Requirement: Wherever a line of the records contains "writer", copy that line.

*** Exercise material ***

//! Seam traversal strategies: linearize a 2-D image into seams and back.
//!
//! This module defines the [`PatternKind`] enum for selecting a
//! traversal strategy by name and the [`SeamPattern`] trait pairing
//! each extractor with its geometric inverse writer.
//!
//! # Strategy pattern
//!
//! An extractor copies pixels out of the image into ordered seams; the
//! matched writer replays the identical geometry to copy them back.
//! Whatever side data an extractor produces (the carve path) rides
//! along in the [`SeamSet`] and reaches the writer unmodified, so the
//! pipeline between the two never needs to understand it.

use std::fmt;
use std::str::FromStr;

use image::{GrayImage, Rgba, RgbaImage};
use serde::{Deserialize, Serialize};

use crate::carve;
use crate::types::{Pixel, PipelineError, Seam};

/// Selects which traversal strategy linearizes the image.
#[derive(Debug, Clone, Copy, PartialEq, Eq, Default, Serialize, Deserialize)]
#[serde(rename_all = "lowercase")]
pub enum PatternKind {
    /// One seam per image row, left to right.
    #[default]
    Row,
    /// One seam per concentric ring, traversed clockwise from the
    /// top-left corner inward.
    Spiral,
    /// Seams following a minimum-energy vertical path, offset across
    /// the image width.
    #[serde(rename = "seam")]
    SeamCarve,
}

impl PatternKind {
    /// Every selectable pattern, in listing order.
    pub const ALL: [Self; 3] = [Self::Row, Self::Spiral, Self::SeamCarve];

    /// The registry name for this pattern.
    #[must_use]
    pub const fn name(self) -> &'static str {
        match self {
            Self::Row => "row",
            Self::Spiral => "spiral",
            Self::SeamCarve => "seam",
        }
    }
}

impl fmt::Display for PatternKind {
    fn fmt(&self, f: &mut fmt::Formatter<'_>) -> fmt::Result {
        f.write_str(self.name())
    }
}

impl FromStr for PatternKind {
    type Err = PipelineError;

    fn from_str(s: &str) -> Result<Self, Self::Err> {
        Self::ALL
            .into_iter()
            .find(|kind| kind.name() == s)
            .ok_or_else(|| {
                PipelineError::InvalidConfig(format!(
                    "unknown pattern \"{s}\" [row, spiral, seam]",
                ))
            })
    }
}

/// Side data an extractor hands to its matched writer.
///
/// Opaque to everything between extraction and write-back.
#[derive(Debug, Clone, PartialEq, Eq)]
pub enum TraversalData {
    /// The geometry is fully determined by the image dimensions.
    None,
    /// The seam-carving column path, one entry per row.
    CarvePath(Vec<usize>),
}

/// The seams of one image plus the extractor's side data.
#[derive(Debug, Clone)]
pub struct SeamSet {
    /// One entry per seam, in the strategy's fixed order.
    pub seams: Vec<Seam>,
    /// Whatever the extractor needs its writer to know.
    pub data: TraversalData,
}

/// Trait for matched extractor/writer pairs.
///
/// For every strategy, extracting with no mask and writing straight
/// back must reproduce the input image exactly.
pub trait SeamPattern {
    /// Copy the image's pixels into ordered seams.
    ///
    /// An absent mask means nothing is masked.
    fn extract(&self, image: &RgbaImage, mask: Option<&GrayImage>) -> SeamSet;

    /// Write a (possibly reordered) seam set back into the image.
    fn write_back(&self, image: &mut RgbaImage, seam_set: &SeamSet);
}

impl SeamPattern for PatternKind {
    fn extract(&self, image: &RgbaImage, mask: Option<&GrayImage>) -> SeamSet {
        match *self {
            Self::Row => extract_rows(image, mask),
            Self::Spiral => extract_spiral(image, mask),
            Self::SeamCarve => carve::extract(image, mask),
        }
    }

    fn write_back(&self, image: &mut RgbaImage, seam_set: &SeamSet) {
        match *self {
            Self::Row => write_rows(image, seam_set),
            Self::Spiral => write_spiral(image, seam_set),
            Self::SeamCarve => carve::write_back(image, seam_set),
        }
    }
}

/// Sample the mask at a coordinate; an absent mask masks nothing.
pub(crate) fn mask_value(mask: Option<&GrayImage>, x: u32, y: u32) -> u8 {
    mask.map_or(0, |m| m.get_pixel(x, y).0[0])
}

/// Seam *i* is row *i*, left to right.
fn extract_rows(image: &RgbaImage, mask: Option<&GrayImage>) -> SeamSet {
    let seams = (0..image.height())
        .map(|y| {
            (0..image.width())
                .map(|x| Pixel::from_rgba(image.get_pixel(x, y).0, mask_value(mask, x, y)))
                .collect()
        })
        .collect();
    SeamSet {
        seams,
        data: TraversalData::None,
    }
}

/// Position *j* of seam *i* lands at pixel `(j, i)`.
fn write_rows(image: &mut RgbaImage, seam_set: &SeamSet) {
    for (y, seam) in (0..).zip(&seam_set.seams) {
        for (x, pixel) in (0..).zip(seam) {
            image.put_pixel(x, y, Rgba(pixel.rgba()));
        }
    }
}

/// The pixel coordinates of one concentric ring, in traversal order:
/// top edge left to right (both corners), right edge downward, bottom
/// edge right to left (no corners), left edge upward (stopping short of
/// the corner the ring opened with).
///
/// Sharing this between extraction and write-back is what makes the
/// writer the exact inverse of the extractor.
fn ring_coordinates(width: i64, height: i64, offset: i64) -> Vec<(u32, u32)> {
    let top = offset;
    let bottom = height - offset - 1;
    let left = offset;
    let right = width - offset - 1;

    // An inset past the opposite edge has no pixels of its own.
    if right < left || bottom < top {
        return Vec::new();
    }

    let mut coords = Vec::new();
    let mut push = |x: i64, y: i64| {
        #[allow(clippy::cast_possible_truncation, clippy::cast_sign_loss)]
        coords.push((x as u32, y as u32));
    };

    for x in left..=right {
        push(x, top);
    }
    for y in (top + 1)..=bottom {
        push(right, y);
    }
    // Degenerate one-row and one-column rings are fully covered by the
    // first two edges; revisiting them would break the one-seam-per-pixel
    // mapping.
    if bottom > top {
        let mut x = right - 1;
        while x > left {
            push(x, bottom);
            x -= 1;
        }
    }
    if right > left {
        let mut y = bottom;
        while y > top {
            push(left, y);
            y -= 1;
        }
    }
    coords
}

/// One seam per inset ring, offsets `0..=min(width, height) / 2`.
///
/// The innermost ring degenerates to a single pixel or a single
/// row/column for odd dimensions, and to an empty seam for even ones.
fn extract_spiral(image: &RgbaImage, mask: Option<&GrayImage>) -> SeamSet {
    let width = i64::from(image.width());
    let height = i64::from(image.height());

    let seams = (0..=width.min(height) / 2)
        .map(|offset| {
            ring_coordinates(width, height, offset)
                .into_iter()
                .map(|(x, y)| Pixel::from_rgba(image.get_pixel(x, y).0, mask_value(mask, x, y)))
                .collect::<Seam>()
        })
        .collect();

    SeamSet {
        seams,
        data: TraversalData::None,
    }
}

/// Replay each ring's geometry, consuming seam positions in order.
fn write_spiral(image: &mut RgbaImage, seam_set: &SeamSet) {
    let width = i64::from(image.width());
    let height = i64::from(image.height());

    for (offset, seam) in (0..).zip(&seam_set.seams) {
        for ((x, y), pixel) in ring_coordinates(width, height, offset).into_iter().zip(seam) {
            image.put_pixel(x, y, Rgba(pixel.rgba()));
        }
    }
}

*** End of Exercise material ***

Response:
//! each extractor with its geometric inverse writer.
//! matched writer replays the identical geometry to copy them back.
//! along in the [`SeamSet`] and reaches the writer unmodified, so the
/// Side data an extractor hands to its matched writer.
    /// Whatever the extractor needs its writer to know.
/// Trait for matched extractor/writer pairs.
/// writer the exact inverse of the extractor.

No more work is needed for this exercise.